--- Exercise details ---
Your reply should be an exact copy of the lines from the one that holds "new cache entry." to the end of the data below.

_ _ _

//! Cache Entry Module
//!
//! Defines the structure for individual cache entries with TTL support.

use std::sync::Arc;

// == Cache Entry ==
/// Represents a single memoized result with its metadata.
#[derive(Debug)]
pub struct CacheEntry<V> {
    /// The stored value, handed out as shared immutable clones
    value: Arc<V>,
    /// Insertion sequence number, unique per store
    pub sequence: u64,
    /// Expiration timestamp (Unix milliseconds), None = no expiration
    pub expires_at: Option<u64>,
}

impl<V> CacheEntry<V> {
    // == Constructor ==
    /// Creates a new cache entry.
    ///
    /// # Arguments
    /// * `value` - The computed value
    /// * `sequence` - Position in insertion order
    /// * `expires_at` - Absolute expiry, or None to keep it until evicted
    pub fn new(value: Arc<V>, sequence: u64, expires_at: Option<u64>) -> Self {
        Self {
            value,
            sequence,
            expires_at,
        }
    }

    /// Returns a shared handle to the stored value.
    pub fn value(&self) -> Arc<V> {
        Arc::clone(&self.value)
    }

    // == Is Expired ==
    /// Checks if the entry has expired at `now`.
    ///
    /// Boundary condition: an entry is expired once the current time is
    /// greater than or equal to its expiration time, so a zero TTL produces an
    /// entry that is already expired for every later lookup.
    pub fn is_expired_at(&self, now: u64) -> bool {
        match self.expires_at {
            Some(expires) => now >= expires,
            None => false,
        }
    }
}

_ _ _

--- Written solution ---
    /// Creates a new cache entry.
    ///
    /// # Arguments
    /// * `value` - The computed value
    /// * `sequence` - Position in insertion order
    /// * `expires_at` - Absolute expiry, or None to keep it until evicted
    pub fn new(value: Arc<V>, sequence: u64, expires_at: Option<u64>) -> Self {
        Self {
            value,
            sequence,
            expires_at,
        }
    }

    /// Returns a shared handle to the stored value.
    pub fn value(&self) -> Arc<V> {
        Arc::clone(&self.value)
    }

    // == Is Expired ==
    /// Checks if the entry has expired at `now`.
    ///
    /// Boundary condition: an entry is expired once the current time is
    /// greater than or equal to its expiration time, so a zero TTL produces an
    /// entry that is already expired for every later lookup.
    pub fn is_expired_at(&self, now: u64) -> bool {
        match self.expires_at {
            Some(expires) => now >= expires,
            None => false,
        }
    }
}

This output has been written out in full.